=== Data for this task ===

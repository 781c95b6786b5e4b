use serde::Serialize;

#[derive(Debug, Clone, Copy, PartialEq, Eq, Serialize)]
#[serde(rename_all = "SCREAMING_SNAKE_CASE")]
pub enum FeedbackType {
    Issue,
}

#[derive(Debug, Clone, PartialEq, Eq, Serialize)]
#[serde(rename_all = "camelCase")]
pub struct FeedbackItem {
    pub id: i64,
    pub message: String,
    pub feedback_type: FeedbackType,
    pub email: String,
    pub name: String,
}

/// Props handed to the feedback detail page, also embedded as JSON in the document.
#[derive(Debug, Clone, PartialEq, Eq, Serialize)]
#[serde(rename_all = "camelCase")]
pub struct FeedbackPageProps {
    pub feedback_item: FeedbackItem,
}

#[cfg(test)]
mod tests {
    use super::*;
    use serde_json::json;

    #[test]
    fn props_serialize_with_page_keys() {
        let props = FeedbackPageProps {
            feedback_item: FeedbackItem {
                id: 1,
                message: "hello".to_string(),
                feedback_type: FeedbackType::Issue,
                email: "someone@example.com".to_string(),
                name: "Someone".to_string(),
            },
        };

        let value = serde_json::to_value(&props).unwrap();
        assert_eq!(
            value,
            json!({
                "feedbackItem": {
                    "id": 1,
                    "message": "hello",
                    "feedbackType": "ISSUE",
                    "email": "someone@example.com",
                    "name": "Someone"
                }
            })
        );
    }
}
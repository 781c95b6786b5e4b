use axum::http::StatusCode;
use axum::response::{IntoResponse, Response};
use thiserror::Error;

/// Failures while turning page props into a document.
#[derive(Debug, Error)]
pub enum AppError {
    #[error("failed to render page template: {0}")]
    Render(#[from] minijinja::Error),
    #[error("failed to serialize page data: {0}")]
    Serialize(#[from] serde_json::Error),
}

impl IntoResponse for AppError {
    fn into_response(self) -> Response {
        tracing::error!(error = %self, "page rendering failed");
        metrics::counter!("feedback_pages_render_failures_total").increment(1);
        (StatusCode::INTERNAL_SERVER_ERROR, "Internal Server Error").into_response()
    }
}

#[derive(Debug, Error)]
pub enum ConfigError {
    #[error("invalid {name} value {value:?}, expected a port number")]
    InvalidPort { name: &'static str, value: String },
    #[error("invalid WRAPPER_PRESET value {0:?}, expected A or B")]
    InvalidPreset(String),
}

#[cfg(test)]
mod tests {
    use super::*;
    use axum::body::to_bytes;
    use serde_json::json;
    use crate::models::wrapper_models::WrapperPreset;
    use crate::services::render::PageRenderer;

    #[tokio::test]
    async fn render_failure_becomes_plain_500() {
        let renderer = PageRenderer::new(WrapperPreset::A).unwrap();
        let err = renderer.render_page("missing.html", &json!({})).unwrap_err();

        let response = err.into_response();

        assert_eq!(response.status(), StatusCode::INTERNAL_SERVER_ERROR);
        let body = to_bytes(response.into_body(), usize::MAX).await.unwrap();
        assert_eq!(&body[..], b"Internal Server Error");
    }

    #[tokio::test]
    async fn serialize_failure_becomes_plain_500() {
        let source = serde_json::from_str::<serde_json::Value>("{").unwrap_err();

        let response = AppError::from(source).into_response();

        assert_eq!(response.status(), StatusCode::INTERNAL_SERVER_ERROR);
        let body = to_bytes(response.into_body(), usize::MAX).await.unwrap();
        assert_eq!(&body[..], b"Internal Server Error");
    }
}
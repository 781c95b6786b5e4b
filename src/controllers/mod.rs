pub mod assets;
pub mod feedback;
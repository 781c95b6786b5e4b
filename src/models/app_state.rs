use std::sync::Arc;

use crate::models::wrapper_models::WrapperPreset;
use crate::services::render::PageRenderer;

#[derive(Debug, Clone)]
pub struct AppState {
    pub renderer: Arc<PageRenderer>,
}

impl AppState {
    pub fn new(preset: WrapperPreset) -> Result<Self, minijinja::Error> {
        Ok(Self {
            renderer: Arc::new(PageRenderer::new(preset)?),
        })
    }
}
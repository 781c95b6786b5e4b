use axum::http::header;
use axum::response::IntoResponse;

const STYLESHEET: &str = include_str!("../../assets/app.css");

pub async fn stylesheet() -> impl IntoResponse {
    ([(header::CONTENT_TYPE, "text/css; charset=utf-8")], STYLESHEET)
}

===

• Exercise directions:
Return the entries above exactly as they appear.

• Exercise answer:
repository 781c95b6786b5e4b
use serde::Serialize;

#[derive(Debug, Clone, Copy, PartialEq, Eq, Serialize)]
#[serde(rename_all = "SCREAMING_SNAKE_CASE")]
pub enum FeedbackType {
    Issue,
}

#[derive(Debug, Clone, PartialEq, Eq, Serialize)]
#[serde(rename_all = "camelCase")]
pub struct FeedbackItem {
    pub id: i64,
    pub message: String,
    pub feedback_type: FeedbackType,
    pub email: String,
    pub name: String,
}

/// Props handed to the feedback detail page, also embedded as JSON in the document.
#[derive(Debug, Clone, PartialEq, Eq, Serialize)]
#[serde(rename_all = "camelCase")]
pub struct FeedbackPageProps {
    pub feedback_item: FeedbackItem,
}

#[cfg(test)]
mod tests {
    use super::*;
    use serde_json::json;

    #[test]
    fn props_serialize_with_page_keys() {
        let props = FeedbackPageProps {
            feedback_item: FeedbackItem {
                id: 1,
                message: "hello".to_string(),
                feedback_type: FeedbackType::Issue,
                email: "someone@example.com".to_string(),
                name: "Someone".to_string(),
            },
        };

        let value = serde_json::to_value(&props).unwrap();
        assert_eq!(
            value,
            json!({
                "feedbackItem": {
                    "id": 1,
                    "message": "hello",
                    "feedbackType": "ISSUE",
                    "email": "someone@example.com",
                    "name": "Someone"
                }
            })
        );
    }
}
repository 781c95b6786b5e4b
use axum::http::StatusCode;
use axum::response::{IntoResponse, Response};
use thiserror::Error;

/// Failures while turning page props into a document.
#[derive(Debug, Error)]
pub enum AppError {
    #[error("failed to render page template: {0}")]
    Render(#[from] minijinja::Error),
    #[error("failed to serialize page data: {0}")]
    Serialize(#[from] serde_json::Error),
}

impl IntoResponse for AppError {
    fn into_response(self) -> Response {
        tracing::error!(error = %self, "page rendering failed");
        metrics::counter!("feedback_pages_render_failures_total").increment(1);
        (StatusCode::INTERNAL_SERVER_ERROR, "Internal Server Error").into_response()
    }
}

#[derive(Debug, Error)]
pub enum ConfigError {
    #[error("invalid {name} value {value:?}, expected a port number")]
    InvalidPort { name: &'static str, value: String },
    #[error("invalid WRAPPER_PRESET value {0:?}, expected A or B")]
    InvalidPreset(String),
}

#[cfg(test)]
mod tests {
    use super::*;
    use axum::body::to_bytes;
    use serde_json::json;
    use crate::models::wrapper_models::WrapperPreset;
    use crate::services::render::PageRenderer;

    #[tokio::test]
    async fn render_failure_becomes_plain_500() {
        let renderer = PageRenderer::new(WrapperPreset::A).unwrap();
        let err = renderer.render_page("missing.html", &json!({})).unwrap_err();

        let response = err.into_response();

        assert_eq!(response.status(), StatusCode::INTERNAL_SERVER_ERROR);
        let body = to_bytes(response.into_body(), usize::MAX).await.unwrap();
        assert_eq!(&body[..], b"Internal Server Error");
    }

    #[tokio::test]
    async fn serialize_failure_becomes_plain_500() {
        let source = serde_json::from_str::<serde_json::Value>("{").unwrap_err();

        let response = AppError::from(source).into_response();

        assert_eq!(response.status(), StatusCode::INTERNAL_SERVER_ERROR);
        let body = to_bytes(response.into_body(), usize::MAX).await.unwrap();
        assert_eq!(&body[..], b"Internal Server Error");
    }
}
repository 781c95b6786b5e4b
filename src/controllers/mod.rs
pub mod assets;
pub mod feedback;
repository 781c95b6786b5e4b
filename src/models/app_state.rs
use std::sync::Arc;

use crate::models::wrapper_models::WrapperPreset;
use crate::services::render::PageRenderer;

#[derive(Debug, Clone)]
pub struct AppState {
    pub renderer: Arc<PageRenderer>,
}

impl AppState {
    pub fn new(preset: WrapperPreset) -> Result<Self, minijinja::Error> {
        Ok(Self {
            renderer: Arc::new(PageRenderer::new(preset)?),
        })
    }
}
repository 781c95b6786b5e4b
use axum::http::header;
use axum::response::IntoResponse;

const STYLESHEET: &str = include_str!("../../assets/app.css");

pub async fn stylesheet() -> impl IntoResponse {
    ([(header::CONTENT_TYPE, "text/css; charset=utf-8")], STYLESHEET)
}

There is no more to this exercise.